Four years ago, Randy Hazelton was driving south on Peachtree Road when he spotted a line of people around the block.
The first Shake Shack in Georgia had just
opened at Buckhead Atlanta, and the cult favorite burger chain from New York was nearing peak popularity.
Hazelton, who runs a small airport concessions business, decided to walk in to the Shake Shack to learn more.
“I didn’t know much about it at the time, but I knew enough to pull my car over and see what the hoopla is about,” Hazelton said. “I went home and started
doing some research.”
Hazelton and his business partner Kevin Holt started calling Shack Shack managers around the country to get a contact at the company’s corporate headquarters.
“You got a couple of brothers in Atlanta talking about a startup called H&H Hospitality saying, ‘We can do this too,’” Hazelton said.
By 2015, Hazelton and Holt’s H&H Hospitality were competing for an airport contract with a Shake Shack licensing deal in hand.
By 2016, Atlanta-based H&H Hospitality in partnership with Atlanta-based Concessions International had won the contract for a location on Concourse
A.
Then came a flurry of controversy amid a federal investigation into Atlanta City Hall, and some airport contracts were put on hold.

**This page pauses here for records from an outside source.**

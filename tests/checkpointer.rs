//! Durable checkpoint store: append-only log, latest-wins resume reads,
//! forward-compatible snapshots, and advisory leases.

use std::time::Duration;

use roadweave::checkpoint::{Checkpoint, Checkpointer, LeaseStore, SqliteCheckpointStore};
use roadweave::state::{StatePatch, WorkflowState};
use roadweave::types::WorkflowStep;

async fn store(dir: &tempfile::TempDir) -> SqliteCheckpointStore {
    let url = format!("sqlite://{}/checkpoints.db", dir.path().display());
    SqliteCheckpointStore::connect(&url, 2).await.unwrap()
}

#[tokio::test]
async fn save_and_resume_roundtrip() {
    let dir = tempfile::tempdir().unwrap();
    let store = store(&dir).await;

    let mut state = WorkflowState::new("w1", "u1", serde_json::json!({"goal": "x"}));
    store
        .save(Checkpoint::capture("w1", WorkflowStep::Intent, &state))
        .await
        .unwrap();

    state.apply(StatePatch::new().with_roadmap_id("r1"));
    store
        .save(Checkpoint::capture("w1", WorkflowStep::Curriculum, &state))
        .await
        .unwrap();

    let latest = store.load_latest("w1").await.unwrap().unwrap();
    assert_eq!(latest.step, WorkflowStep::Curriculum);
    assert_eq!(latest.state.roadmap_id.as_deref(), Some("r1"));
    assert_eq!(latest.state.user_request, serde_json::json!({"goal": "x"}));

    let log = store.list("w1").await.unwrap();
    assert_eq!(log.len(), 2);
    assert_eq!(log[0].step, WorkflowStep::Intent);

    assert!(store.load_latest("unknown").await.unwrap().is_none());
}

#[tokio::test]
async fn resaving_the_same_step_appends() {
    let dir = tempfile::tempdir().unwrap();
    let store = store(&dir).await;
    let state = WorkflowState::new("w1", "u1", serde_json::Value::Null);

    // At-least-once delivery can replay a node; both saves must land.
    for _ in 0..2 {
        store
            .save(Checkpoint::capture("w1", WorkflowStep::Intent, &state))
            .await
            .unwrap();
    }
    assert_eq!(store.list("w1").await.unwrap().len(), 2);
}

#[tokio::test]
async fn snapshots_tolerate_unknown_fields() {
    let dir = tempfile::tempdir().unwrap();
    let url = format!("sqlite://{}/checkpoints.db", dir.path().display());
    let store = SqliteCheckpointStore::connect(&url, 2).await.unwrap();

    let state = WorkflowState::new("w1", "u1", serde_json::Value::Null);
    store
        .save(Checkpoint::capture("w1", WorkflowStep::Intent, &state))
        .await
        .unwrap();

    // A future build writes an extra field into the snapshot column.
    let pool = sqlx::SqlitePool::connect(&url).await.unwrap();
    sqlx::query(
        r#"
        UPDATE workflow_checkpoints
        SET snapshot = json_set(snapshot, '$.future_field', 'surprise')
        WHERE workflow_id = 'w1'
        "#,
    )
    .execute(&pool)
    .await
    .unwrap();

    let restored = store.load_latest("w1").await.unwrap().unwrap();
    assert_eq!(restored.state.task_id, "w1");
}

#[tokio::test]
async fn leases_block_and_reclaim() {
    let dir = tempfile::tempdir().unwrap();
    let store = store(&dir).await;
    let ttl = Duration::from_secs(300);

    assert!(store.try_acquire("w1", "worker-a", ttl).await.unwrap());
    assert!(!store.try_acquire("w1", "worker-b", ttl).await.unwrap());
    // Reentrant for the holder.
    assert!(store.try_acquire("w1", "worker-a", ttl).await.unwrap());

    store.release("w1", "worker-a").await.unwrap();
    assert!(store.try_acquire("w1", "worker-b", ttl).await.unwrap());

    // An expired lease is reclaimable by anyone.
    assert!(store
        .try_acquire("w2", "worker-a", Duration::from_secs(0))
        .await
        .unwrap());
    assert!(store.try_acquire("w2", "worker-b", ttl).await.unwrap());
}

Shake Shack’s corporate management has been “very patient” over the last four years, Hazelton said. Eventually, the contract moved forward.
The airport Shake Shack opened last month.
At an event at the new location on Concourse A on Monday, Concessions International CEO Donata Russell Ross acknowledged “it was a long time coming.”
Now, the Shake Shack is one of the variety of burger choices at the airport, along with a recently-opened outpost of Bobby Flay’s Bobby’s Burger Palace, Grindhouse Killer Burgers, Five Guys, The Varsity, Boardwalk Fresh
Burgers & Fries, McDonald’s and Burger King.